Theories of perception:
Bottom-up theory: Gestalt is an example of a bottom-up theory. According to bottom up theories, perception is purely data driven and directly starts with the optic array. Piecing together of basic elements of the data gives rise to more complex systems. This makes the original elements sub-systems of the ‘emergent system’. But perception is not just seeing, it is ‘seeing as’.
Top-down theory: Gregory’s constructivist theory is an example of a top-down theory. According to this theory, retinal images are sketchy and cannot explain the complex and fully formed perceptions that we experience. Perception is best defined as a process of using information known already to formulate and test a hypothesis. It is driven from the ‘top down’ – i.e. from higher cortical areas. Illusions such as Muller Lyer (i.e. when you compare >----< and ← → , despite the horizontal line being of same length in both instances, the first one may appear to be longer) support top-down processing.

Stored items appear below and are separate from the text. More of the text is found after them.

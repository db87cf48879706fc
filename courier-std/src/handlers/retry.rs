//! Retry decorator for handlers.

use courier_core::{CourierError, Handler, Request};
use std::{fmt, sync::Arc, time::Duration};
use tokio_util::sync::CancellationToken;

type Classifier = Arc<dyn Fn(&CourierError) -> bool + Send + Sync>;

/// When and how often [`Retry`] re-invokes a handler.
///
/// Configuration, validation, resolution and cancellation errors are never
/// retried, whatever the classifier says.
#[derive(Clone)]
pub struct RetryPolicy {
    max_attempts: u32,
    backoff: Duration,
    is_transient: Classifier,
}

impl RetryPolicy {
    /// Allow up to `max_attempts` invocations in total.
    pub fn new(max_attempts: u32) -> Self {
        Self {
            max_attempts: max_attempts.max(1),
            ..Self::default()
        }
    }

    /// Delay before the first retry; doubled for every further retry.
    pub fn with_backoff(mut self, backoff: Duration) -> Self {
        self.backoff = backoff;
        self
    }

    /// Only retry errors accepted by `classifier`.
    pub fn retry_if<F>(mut self, classifier: F) -> Self
    where
        F: Fn(&CourierError) -> bool + Send + Sync + 'static,
    {
        self.is_transient = Arc::new(classifier);
        self
    }

    /// The maximum number of invocations.
    pub fn max_attempts(&self) -> u32 {
        self.max_attempts
    }

    /// Returns `true` if `err` is worth another attempt.
    pub fn is_transient(&self, err: &CourierError) -> bool {
        !err.is_permanent() && (self.is_transient)(err)
    }

    /// The delay before attempt `attempt + 1`.
    pub fn delay_after(&self, attempt: u32) -> Duration {
        let factor = 2u32.saturating_pow(attempt.saturating_sub(1));
        self.backoff.saturating_mul(factor)
    }
}

impl Default for RetryPolicy {
    fn default() -> Self {
        Self {
            max_attempts: 3,
            backoff: Duration::from_millis(100),
            is_transient: Arc::new(|_| true),
        }
    }
}

impl fmt::Debug for RetryPolicy {
    fn fmt(&self, f: &mut fmt::Formatter<'_>) -> fmt::Result {
        f.debug_struct("RetryPolicy")
            .field("max_attempts", &self.max_attempts)
            .field("backoff", &self.backoff)
            .finish_non_exhaustive()
    }
}

/// A handler that re-invokes its inner handler on transient failures.
///
/// Retrying happens around the handler rather than in the pipeline, so
/// behaviors still observe exactly one call.
///
/// # Example
///
/// ```rust,ignore
/// let handler = Retry::new(FetchQuoteHandler::new(client))
///     .with_policy(RetryPolicy::new(5).with_backoff(Duration::from_millis(50)));
/// builder.register_handler_instance::<FetchQuote, _>(handler)?;
/// ```
#[derive(Debug, Clone)]
pub struct Retry<H> {
    inner: H,
    policy: RetryPolicy,
}

impl<H> Retry<H> {
    /// Wrap `inner` with the default policy.
    pub fn new(inner: H) -> Self {
        Self {
            inner,
            policy: RetryPolicy::default(),
        }
    }

    /// Replace the policy.
    pub fn with_policy(mut self, policy: RetryPolicy) -> Self {
        self.policy = policy;
        self
    }

    /// The wrapped handler.
    pub fn inner(&self) -> &H {
        &self.inner
    }
}

impl<R, H> Handler<R> for Retry<H>
where
    R: Request,
    H: Handler<R>,
{
    async fn handle(&self, request: &R, cancel: &CancellationToken) -> Result<R::Response, CourierError> {
        let mut attempt = 1;
        loop {
            let err = match self.inner.handle(request, cancel).await {
                Ok(response) => return Ok(response),
                Err(err) => err,
            };
            if attempt >= self.policy.max_attempts || !self.policy.is_transient(&err) {
                return Err(err);
            }

            let delay = self.policy.delay_after(attempt);
            tracing::warn!(
                request = %std::any::type_name::<R>(),
                attempt,
                delay_ms = delay.as_millis() as u64,
                error = %err,
                "handler failed; retrying"
            );
            tokio::select! {
                biased;
                _ = cancel.cancelled() => return Err(CourierError::Cancelled),
                _ = tokio::time::sleep(delay) => {}
            }
            attempt += 1;
        }
    }
}

#[cfg(test)]
mod tests {
    use super::*;
    use courier_core::{ValidationError, ValidationFailure};
    use std::sync::atomic::{AtomicU32, Ordering};

    struct Fetch;

    impl Request for Fetch {
        type Response = &'static str;
    }

    struct Flaky {
        calls: AtomicU32,
        failures: u32,
    }

    impl Flaky {
        fn new(failures: u32) -> Self {
            Self {
                calls: AtomicU32::new(0),
                failures,
            }
        }
    }

    impl Handler<Fetch> for Flaky {
        async fn handle(&self, _request: &Fetch, _cancel: &CancellationToken) -> Result<&'static str, CourierError> {
            let call = self.calls.fetch_add(1, Ordering::SeqCst) + 1;
            if call <= self.failures {
                Err(CourierError::msg("connection reset"))
            } else {
                Ok("ok")
            }
        }
    }

    struct Invalid {
        calls: AtomicU32,
    }

    impl Handler<Fetch> for Invalid {
        async fn handle(&self, _request: &Fetch, _cancel: &CancellationToken) -> Result<&'static str, CourierError> {
            self.calls.fetch_add(1, Ordering::SeqCst);
            Err(ValidationError::new(vec![ValidationFailure::new("id", "unknown")]).into())
        }
    }

    #[tokio::test(start_paused = true)]
    async fn test_transient_failures_are_retried() {
        let retry = Retry::new(Flaky::new(2));
        let cancel = CancellationToken::new();

        let response = retry.handle(&Fetch, &cancel).await.unwrap();
        assert_eq!(response, "ok");
        assert_eq!(retry.inner().calls.load(Ordering::SeqCst), 3);
    }

    #[tokio::test(start_paused = true)]
    async fn test_attempts_are_bounded() {
        let retry = Retry::new(Flaky::new(10)).with_policy(RetryPolicy::new(2));
        let cancel = CancellationToken::new();

        let err = retry.handle(&Fetch, &cancel).await.unwrap_err();
        assert_eq!(err.to_string(), "connection reset");
        assert_eq!(retry.inner().calls.load(Ordering::SeqCst), 2);
    }

    #[tokio::test]
    async fn test_permanent_errors_are_not_retried() {
        let retry = Retry::new(Invalid {
            calls: AtomicU32::new(0),
        });
        let cancel = CancellationToken::new();

        let err = retry.handle(&Fetch, &cancel).await.unwrap_err();
        assert!(err.validation().is_some());
        assert_eq!(retry.inner().calls.load(Ordering::SeqCst), 1);
    }

    #[tokio::test]
    async fn test_cancellation_stops_backoff() {
        let retry = Retry::new(Flaky::new(10)).with_policy(RetryPolicy::new(5).with_backoff(Duration::from_secs(3600)));
        let cancel = CancellationToken::new();
        cancel.cancel();

        let err = retry.handle(&Fetch, &cancel).await.unwrap_err();
        assert!(err.is_cancelled());
        assert_eq!(retry.inner().calls.load(Ordering::SeqCst), 1);
    }

    #[test]
    fn test_backoff_doubles() {
        let policy = RetryPolicy::new(4).with_backoff(Duration::from_millis(10));
        assert_eq!(policy.delay_after(1), Duration::from_millis(10));
        assert_eq!(policy.delay_after(2), Duration::from_millis(20));
        assert_eq!(policy.delay_after(3), Duration::from_millis(40));
    }
}
//! Validator contract.
//!
//! Validators only report; the validation behavior in `courier-std` runs
//! them and turns a non-empty set of failures into
//! [`CourierError::Validation`](crate::CourierError::Validation).

use crate::{error::ValidationFailure, request::Request};
use std::{future::Future, pin::Pin};
use tokio_util::sync::CancellationToken;

/// Checks one request type and reports every broken rule.
///
/// An empty result means the request is valid.
#[diagnostic::on_unimplemented(
    message = "`{Self}` cannot validate requests of type `{R}`",
    label = "missing `Validator<{R}>` implementation",
    note = "Validators must implement `validate(&self, request, cancel)` for `{R}`."
)]
pub trait Validator<R: Request>: Send + Sync + 'static {
    /// Collect all failures for `request`.
    fn validate(
        &self,
        request: &R,
        cancel: &CancellationToken,
    ) -> impl Future<Output = Vec<ValidationFailure>> + Send;
}

/// Dynamic object-safe version of [`Validator`].
pub trait DynValidator<R: Request>: Send + Sync + 'static {
    /// Collect all failures (dynamic dispatch version).
    fn validate_dyn<'a>(
        &'a self,
        request: &'a R,
        cancel: &'a CancellationToken,
    ) -> Pin<Box<dyn Future<Output = Vec<ValidationFailure>> + Send + 'a>>;
}

impl<R: Request, T: Validator<R>> DynValidator<R> for T {
    fn validate_dyn<'a>(
        &'a self,
        request: &'a R,
        cancel: &'a CancellationToken,
    ) -> Pin<Box<dyn Future<Output = Vec<ValidationFailure>> + Send + 'a>> {
        Box::pin(self.validate(request, cancel))
    }
}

A perceptual set is defined as the readiness to perceive selected features as an object. This is related to the level of motivation e.g. hunger, emotional state, values, beliefs, context and expectations (e.g. UFOs are sighted only by those who believes in them and ‘expects’ them).
Illusions and hallucinations
Illusion is defined as any perceptual situation in which a physical object is perceived but appears different from what it really is e.g. a white wall appears yellow if a yellow light is shone on it. A hallucination is an experience in which an object (e.g. sound or light) is perceived in the absence of any corresponding object in the real world. A hallucination is often indistinguishable from genuine perception.Human visual perception
The development of human visual perception is an illustration of a constitutional-environmental interaction. Most of the time during development, complex visual stimuli such has human faces are preferred. Innate visual processes such as visual scanning, tracking, fixating, figure-ground discrimination are present from birth. Learnt visual processes include size constancy, shape constancy, depth perception, shape discrimination.From birth we have the ability to discriminate brightness and carry out eye tracking, visual acuity is significantly impaired and focusing is fixed at 20cm. At 2-4 months – depth perception is apparent (as evidenced by visual cliff experiments). By 4 months – accommodation and colour vision seems to be present in most children. By 6 months – 6:6 acuity is achieved.